Gazpachas: freshness and traditional flavor
Gazpacha olives are very popular in southern Spain. They are characterized by a fresh marinade, where ingredients such as garlic, pepper, vinegar, and aromatic herbs predominate.

The result is an olive with a refreshing, slightly acidic, and very aromatic profile. It's not overpowering, but it certainly has character.
The seasoning is noticeable from the first bite, but not overpowering. They are very popular in summer, as they are light and easy to eat.
Seasoned olives: endless variety
The term "seasoned olives" encompasses many different preparations. They don't follow a single recipe, but rather multiple combinations that depend on the region and the cook's preferences.
They can contain garlic, thyme, rosemary, paprika, lemon, vinegar, or even orange. This variety makes each jar different.

What's interesting about these olives is that they allow you to discover new flavors within the same product. Some are mild, others more intense, but they all share that homemade touch that makes them special.
Mediterranean mix: a combination for all tastes
Mediterranean mixed olives are not a single type of olive, but a combination of several. They usually include green and black olives, pickled vegetables such as gherkins or carrots, and even pearl onions.
It's a very practical option for those who want variety without having to choose just one thing. Each bite is different, which makes it more dynamic.

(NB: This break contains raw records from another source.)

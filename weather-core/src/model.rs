use serde::{Deserialize, Serialize};
use std::fmt;

use crate::{
    error::ValidationError,
    input::{Field, validate},
};

/// A validated city / state code / country code triple.
///
/// Fields can only be set through [`LocationQuery::new`], so every value of
/// this type satisfies the collector rules.
#[derive(Debug, Clone, PartialEq, Eq)]
pub struct LocationQuery {
    city: String,
    state: String,
    country: String,
}

impl LocationQuery {
    pub fn new(city: &str, state: &str, country: &str) -> Result<Self, ValidationError> {
        Ok(Self {
            city: validate(Field::City, city)?,
            state: validate(Field::State, state)?,
            country: validate(Field::Country, country)?,
        })
    }

    /// Values already passed through [`validate`].
    pub(crate) fn from_validated(city: String, state: String, country: String) -> Self {
        Self { city, state, country }
    }

    pub fn city(&self) -> &str {
        &self.city
    }

    pub fn state(&self) -> &str {
        &self.state
    }

    pub fn country(&self) -> &str {
        &self.country
    }

    /// Value of the `q` query parameter: `city,state,country`.
    pub fn q_param(&self) -> String {
        format!("{},{},{}", self.city, self.state, self.country)
    }
}

impl fmt::Display for LocationQuery {
    fn fmt(&self, f: &mut fmt::Formatter<'_>) -> fmt::Result {
        write!(f, "{}, {}, {}", self.city, self.state, self.country)
    }
}

/// Current conditions for one location, in imperial units.
#[derive(Debug, Clone, PartialEq, Serialize, Deserialize)]
pub struct WeatherReport {
    pub city: String,
    pub country_code: String,
    pub description: String,
    /// Degrees Fahrenheit.
    pub temperature: f64,
    pub high_temp: f64,
    pub low_temp: f64,
    pub feels_like: f64,
    /// Relative humidity, percent.
    pub humidity: u8,
    /// Miles per hour.
    pub wind_speed: f64,
}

As for the flavor, it depends on the mix, but it's usually balanced, with acidic, salty, and slightly sweet notes. It works very well as an appetizer to share.
Mojo picón: a Canarian touch with personality
Mojo picón olives are inspired by the famous Canarian sauce. They are seasoned with a mixture that includes garlic, paprika, oil, and, in many cases, a touch of spice.
The result is an olive with character, where the seasoning plays a significant role. The flavor is intense, slightly smoky, and with a lingering peppery note.

They're ideal for those looking for something different and with more personality. They're not the softest, but they are among the most memorable.
Benefits of olives in the diet
Besides their flavor and role as an appetizer, olives also offer some interesting health benefits. They are a source of healthy fats, especially oleic acid, which is part of the Mediterranean diet.
They also contain antioxidants and minerals, and moderate consumption can fit perfectly into a balanced diet. However, it's important to be mindful of their salt content, especially in the more seasoned versions.
Much more than just a simple appetizer
Spanish olives are not a uniform product. Each variety, each seasoning, and each region contributes something different. Therefore, rather than simply choosing "olives," the key is discovering which ones best suit each occasion.
From the mildest to the most intense, they all have their place at the table. And therein lies their value: in their ability to adapt to any occasion, from a quick snack to a gathering with friends.
In the end, few things represent the way of enjoying food in Spain as well as a plate of olives in the center of the table.